There were some important limitations in our study. We performed the dietary treatment single-blind, since it is impossible to accomplish this kind of dietary intervention in a double-blind fashion. To avoid the confounding influence of menstrual cycle, oral contraceptives, and estrogen replacement therapy, only men were included in this study, so the findings may be valid only for hypercholesterolemic men. Only a 12-week study period was long enough to show the effectiveness of dietary and statin treatments on the measured biochemical variables, but feasibility of the treatments should be evaluated in long-term studies. Further studies are needed to evaluate other potential cardioprotective effects of separate and combined dietary and simvastatin treatments not addressed in this study: effects on platelet aggregation, hemostasis, fibrinolysis, and endothelial function and the propensity for arrhythmia.

Both simvastatin treatment and a diet low in saturated fat intake but enriched in monounsaturated and polyunsaturated fatty acids, including α-linolenic acid, cereals, fruits, berries, and vegetables, significantly affected levels of serum lipids, insulin, and antioxidants. Both simvastatin and the diet reduced total cholesterol and LDL-C concentrations, with the effect of simvastatin being 3-fold that of dietary treatment. Simvastatin decreased the concentrations of 3 important antioxidant vitamins or provitamins, α-tocopherol, β-carotene, and ubiquinol-10, in serum by 16% to 22%, whereas dietary treatment decreased α-tocopherol concentration only slightly. Dietary treatment and simvastatin had opposite effects on fasting serum insulin levels, which were increased by simvastatin.

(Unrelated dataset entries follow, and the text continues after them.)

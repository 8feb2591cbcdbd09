//! Text-command prefixes with per-guild overrides.

use std::collections::HashMap;

use super::{DefinitionError, GuildId};

const MAX_PREFIX_LENGTH: usize = 32;

/// Scope a prefix applies to.
#[derive(Debug, Clone, PartialEq, Eq)]
pub enum PrefixScope {
    /// The fallback prefix.
    Global,
    /// An override for one guild.
    Guild(GuildId),
}

/// Global prefix plus per-guild overrides.
///
/// Only [`PrefixTable::set`] mutates the table, and it rejects invalid
/// prefixes, so every stored prefix is 1-32 characters without whitespace.
#[derive(Debug, Clone, PartialEq, Eq)]
pub struct PrefixTable {
    global: String,
    guilds: HashMap<GuildId, String>,
}

impl PrefixTable {
    /// Creates a table with the given global prefix.
    ///
    /// # Errors
    ///
    /// Returns [`DefinitionError::InvalidPrefix`] when the prefix is invalid.
    pub fn new(global: impl Into<String>) -> Result<Self, DefinitionError> {
        let global = validate_prefix(global.into())?;
        Ok(Self {
            global,
            guilds: HashMap::new(),
        })
    }

    /// Sets the prefix for a scope.
    ///
    /// # Errors
    ///
    /// Returns [`DefinitionError::InvalidPrefix`] when the prefix is invalid;
    /// the table is left unchanged.
    pub fn set(
        &mut self,
        scope: PrefixScope,
        prefix: impl Into<String>,
    ) -> Result<(), DefinitionError> {
        let prefix = validate_prefix(prefix.into())?;
        match scope {
            PrefixScope::Global => self.global = prefix,
            PrefixScope::Guild(guild) => {
                self.guilds.insert(guild, prefix);
            }
        }
        Ok(())
    }

    /// Removes a guild override, restoring the global fallback.
    pub fn clear(&mut self, guild: &GuildId) -> Option<String> {
        self.guilds.remove(guild)
    }

    /// Returns the prefix in effect for `guild` (global for direct messages).
    #[must_use]
    pub fn prefix_for(&self, guild: Option<&GuildId>) -> &str {
        guild
            .and_then(|id| self.guilds.get(id))
            .map_or(self.global.as_str(), String::as_str)
    }

    /// Returns the global prefix.
    #[must_use]
    pub fn global(&self) -> &str {
        &self.global
    }
}

fn validate_prefix(prefix: String) -> Result<String, DefinitionError> {
    let length = prefix.chars().count();
    if length == 0 || length > MAX_PREFIX_LENGTH || prefix.chars().any(char::is_whitespace) {
        return Err(DefinitionError::InvalidPrefix(prefix));
    }
    Ok(prefix)
}
//! Lifecycle notification port.

use crate::command::domain::LifecycleEvent;

/// Receives dispatcher lifecycle events.
///
/// Emission is fire-and-forget: sinks must not block dispatch.
pub trait LifecycleSink: Send + Sync {
    /// Records one event.
    fn emit(&self, event: LifecycleEvent);
}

To conclude, the combination of a modified Mediterranean-type diet and statin treatment of hypercholesterolemia in nondiabetic men not only results in a beneficial additive effect on lowering serum total cholesterol and LDL-C concentration but also counteracts the elevating influence on fasting insulin level associated with simvastatin treatment. The combination is clinically sound, and the importance of diet as an integral part of statin treatment of hypercholesterolemic patients should be emphasized.